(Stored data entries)
=== Section Start ===

pub mod jwt;
use axum::{
    middleware::from_fn_with_state,
    routing::{get, post},
    Router,
};

use crate::controllers::poll_controllers::{cast_vote, create_poll, get_poll, get_results, polls};
use crate::middleware::jwt::jwt_auth;
use crate::state::AppState;

/// Reads are public; creating polls and voting require a bearer token.
pub fn poll_routes(state: AppState) -> Router {
    let auth = from_fn_with_state(state.clone(), jwt_auth);

    Router::new()
        .route(
            "/",
            get(polls::get_all_polls).merge(post(create_poll::create_poll).route_layer(auth.clone())),
        )
        .route("/:pollId", get(get_poll::get_poll))
        .route("/:pollId/votes", post(cast_vote::cast_vote).route_layer(auth))
        .route("/:pollId/results", get(get_results::get_results))
        .with_state(state)
}
use axum::{
    http::StatusCode,
    response::{IntoResponse, Response},
    Json,
};
use serde::{Deserialize, Serialize};
use thiserror::Error;
use tracing::error;

#[derive(Debug, Serialize, Deserialize)]
pub struct ErrorResponse {
    pub error: String,
    pub message: String,
}

#[derive(Debug, Error)]
pub enum AppError {
    #[error("Database error: {0}")]
    DatabaseError(String),
    #[error("Validation error: {0}")]
    ValidationError(String),
    #[error("Authentication error: {0}")]
    AuthenticationError(String),
    #[error("Not found: {0}")]
    NotFound(String),
    #[error("Conflict: {0}")]
    Conflict(String),
    #[error("Internal error: {0}")]
    InternalError(String),
    #[error("Serialization error: {0}")]
    SerializationError(String),
}

impl AppError {
    pub fn status(&self) -> StatusCode {
        match self {
            AppError::ValidationError(_) => StatusCode::BAD_REQUEST,
            AppError::AuthenticationError(_) => StatusCode::UNAUTHORIZED,
            AppError::NotFound(_) => StatusCode::NOT_FOUND,
            AppError::Conflict(_) => StatusCode::CONFLICT,
            AppError::DatabaseError(_)
            | AppError::InternalError(_)
            | AppError::SerializationError(_) => StatusCode::INTERNAL_SERVER_ERROR,
        }
    }
}

impl IntoResponse for AppError {
    fn into_response(self) -> Response {
        let status = self.status();
        let (error_type, message) = match self {
            AppError::DatabaseError(msg) => {
                error!("Database error: {}", msg);
                ("DATABASE_ERROR", "Database operation failed".to_string())
            }
            AppError::ValidationError(msg) => ("VALIDATION_ERROR", msg),
            AppError::AuthenticationError(msg) => ("AUTHENTICATION_ERROR", msg),
            AppError::NotFound(msg) => ("NOT_FOUND", msg),
            AppError::Conflict(msg) => ("CONFLICT", msg),
            AppError::InternalError(msg) => {
                error!("Internal error: {}", msg);
                ("INTERNAL_ERROR", "An internal error occurred".to_string())
            }
            AppError::SerializationError(msg) => {
                error!("Serialization error: {}", msg);
                ("SERIALIZATION_ERROR", "Data serialization failed".to_string())
            }
        };

        let error_response = ErrorResponse {
            error: error_type.to_string(),
            message,
        };

        (status, Json(error_response)).into_response()
    }
}

pub type AppResult<T> = Result<T, AppError>;

impl From<mongodb::error::Error> for AppError {
    fn from(err: mongodb::error::Error) -> Self {
        AppError::DatabaseError(err.to_string())
    }
}

impl From<mongodb::bson::ser::Error> for AppError {
    fn from(err: mongodb::bson::ser::Error) -> Self {
        AppError::SerializationError(err.to_string())
    }
}

impl From<mongodb::bson::de::Error> for AppError {
    fn from(err: mongodb::bson::de::Error) -> Self {
        AppError::SerializationError(err.to_string())
    }
}

impl From<serde_json::Error> for AppError {
    fn from(err: serde_json::Error) -> Self {
        AppError::SerializationError(err.to_string())
    }
}

impl From<jsonwebtoken::errors::Error> for AppError {
    fn from(_: jsonwebtoken::errors::Error) -> Self {
        AppError::AuthenticationError("Invalid or expired token".to_string())
    }
}

impl From<validator::ValidationErrors> for AppError {
    fn from(err: validator::ValidationErrors) -> Self {
        AppError::ValidationError(err.to_string())
    }
}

=== Section End ===

* ACTION ITEM *
Please reproduce the data as it was given, with every line exact.

* RESPONSE TO THIS EXERCISE *
pub mod jwt;
use axum::{
    middleware::from_fn_with_state,
    routing::{get, post},
    Router,
};

use crate::controllers::poll_controllers::{cast_vote, create_poll, get_poll, get_results, polls};
use crate::middleware::jwt::jwt_auth;
use crate::state::AppState;

/// Reads are public; creating polls and voting require a bearer token.
pub fn poll_routes(state: AppState) -> Router {
    let auth = from_fn_with_state(state.clone(), jwt_auth);

    Router::new()
        .route(
            "/",
            get(polls::get_all_polls).merge(post(create_poll::create_poll).route_layer(auth.clone())),
        )
        .route("/:pollId", get(get_poll::get_poll))
        .route("/:pollId/votes", post(cast_vote::cast_vote).route_layer(auth))
        .route("/:pollId/results", get(get_results::get_results))
        .with_state(state)
}
use axum::{
    http::StatusCode,
    response::{IntoResponse, Response},
    Json,
};
use serde::{Deserialize, Serialize};
use thiserror::Error;
use tracing::error;

#[derive(Debug, Serialize, Deserialize)]
pub struct ErrorResponse {
    pub error: String,
    pub message: String,
}

#[derive(Debug, Error)]
pub enum AppError {
    #[error("Database error: {0}")]
    DatabaseError(String),
    #[error("Validation error: {0}")]
    ValidationError(String),
    #[error("Authentication error: {0}")]
    AuthenticationError(String),
    #[error("Not found: {0}")]
    NotFound(String),
    #[error("Conflict: {0}")]
    Conflict(String),
    #[error("Internal error: {0}")]
    InternalError(String),
    #[error("Serialization error: {0}")]
    SerializationError(String),
}

impl AppError {
    pub fn status(&self) -> StatusCode {
        match self {
            AppError::ValidationError(_) => StatusCode::BAD_REQUEST,
            AppError::AuthenticationError(_) => StatusCode::UNAUTHORIZED,
            AppError::NotFound(_) => StatusCode::NOT_FOUND,
            AppError::Conflict(_) => StatusCode::CONFLICT,
            AppError::DatabaseError(_)
            | AppError::InternalError(_)
            | AppError::SerializationError(_) => StatusCode::INTERNAL_SERVER_ERROR,
        }
    }
}

impl IntoResponse for AppError {
    fn into_response(self) -> Response {
        let status = self.status();
        let (error_type, message) = match self {
            AppError::DatabaseError(msg) => {
                error!("Database error: {}", msg);
                ("DATABASE_ERROR", "Database operation failed".to_string())
            }
            AppError::ValidationError(msg) => ("VALIDATION_ERROR", msg),
            AppError::AuthenticationError(msg) => ("AUTHENTICATION_ERROR", msg),
            AppError::NotFound(msg) => ("NOT_FOUND", msg),
            AppError::Conflict(msg) => ("CONFLICT", msg),
            AppError::InternalError(msg) => {
                error!("Internal error: {}", msg);
                ("INTERNAL_ERROR", "An internal error occurred".to_string())
            }
            AppError::SerializationError(msg) => {
                error!("Serialization error: {}", msg);
                ("SERIALIZATION_ERROR", "Data serialization failed".to_string())
            }
        };

        let error_response = ErrorResponse {
            error: error_type.to_string(),
            message,
        };

        (status, Json(error_response)).into_response()
    }
}

pub type AppResult<T> = Result<T, AppError>;

impl From<mongodb::error::Error> for AppError {
    fn from(err: mongodb::error::Error) -> Self {
        AppError::DatabaseError(err.to_string())
    }
}

impl From<mongodb::bson::ser::Error> for AppError {
    fn from(err: mongodb::bson::ser::Error) -> Self {
        AppError::SerializationError(err.to_string())
    }
}

impl From<mongodb::bson::de::Error> for AppError {
    fn from(err: mongodb::bson::de::Error) -> Self {
        AppError::SerializationError(err.to_string())
    }
}

impl From<serde_json::Error> for AppError {
    fn from(err: serde_json::Error) -> Self {
        AppError::SerializationError(err.to_string())
    }
}

impl From<jsonwebtoken::errors::Error> for AppError {
    fn from(_: jsonwebtoken::errors::Error) -> Self {
        AppError::AuthenticationError("Invalid or expired token".to_string())
    }
}

impl From<validator::ValidationErrors> for AppError {
    fn from(err: validator::ValidationErrors) -> Self {
        AppError::ValidationError(err.to_string())
    }
}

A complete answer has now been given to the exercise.